31. The right approach is in my opinion well illustrated by the careful judgment of Lord Hamilton in Clydebank Football Club Ltd v Steedman 2002 SLT 109. It is an example of the problems which can arise with football clubs owned by limited companies, where some small shareholders see the club as essentially a community enterprise, and other more commercially-minded shareholders are concerned with what they see as underused premises ripe for profitable redevelopment. The facts are complicated, and the main issue was on section 320 of the Companies Act 1985 (approval by company in general meeting of acquisition of non-cash asset by director or connected person). But the judge also dealt with a claim under section 263 (unlawful distribution).
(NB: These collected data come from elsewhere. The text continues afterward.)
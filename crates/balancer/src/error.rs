//! 选路错误类型

use thiserror::Error;

#[derive(Error, Debug, Clone, PartialEq, Eq)]
pub enum BalancerError {
    #[error("分组 {group} 下模型 {model} 无可用渠道")]
    NoAvailableChannel { group: String, model: String },

    #[error("渠道不存在: {0}")]
    ChannelNotFound(i64),

    #[error("加载路由数据失败: {0}")]
    Load(String),
}

pub type BalancerResult<T> = Result<T, BalancerError>;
He held that the sale of the club's derelict ground at Kilbowie Park, and another site originally purchased under an abortive plan for a new ground, was a genuine arm's-length sale even though effected at a price £165,000 less than the value as eventually determined by the court after hearing expert evidence. In para 76 Lord Hamilton said:

"It is also clear, in my view, that a mere arithmetical difference between the consideration given for the asset or assets and the figure or figures at which it or they are in subsequent proceedings valued retrospectively will not of itself mean that there has been a distribution. If the transaction is genuinely conceived of and effected as an exchange for value and the difference ultimately found does not reflect a payment 'manifestly beyond any possible justifiable reward for that in respect of which allegedly it is paid', does not give rise to an exchange 'at a gross undervalue' and is not otherwise unreasonably large, there will not to any extent be a 'dressed up return of capital'. In assessing the adequacy of the consideration, a margin of appreciation may properly be allowed."

The words quoted by Lord Hamilton are from Halt Garage and Aveling Barford.

32. In para 79 Lord Hamilton said:

"It is plain, in my view, that directors are liable only if it is established that in effecting the unlawful distribution they were in breach of their fiduciary duties (or possibly of contractual obligations, though that does not arise in the present case). Whether or not they were so in breach will involve consideration not only of whether or not the directors knew at the time that what they were doing was unlawful but also of their state of knowledge at that time of the material facts. In reviewing the then authorities Vaughan Williams J in Re Kingston Cotton Mill Co (No 2) said at [1896] 1 Ch, p347: 'In no one of [the cases cited] can I find that directors were held liable unless the payments were made with actual knowledge that the funds of the company were being misappropriated or with knowledge of the facts that established the misappropriation.' Although this case went to the Court of Appeal, this aspect of the decision was not quarrelled with (see [1896] 2 Ch 279)".

I agree with both those passages.

33. In this case there are concurrent findings that the sale of YMS1 to Moorgarth was a genuine commercial sale. The contrary was not pleaded or put to Mr Moore in cross-examination. I would dismiss this appeal.

Lord Mance and Lord Clarke delivered concurring judgments. Lord Phillips and Lord Collins agreed.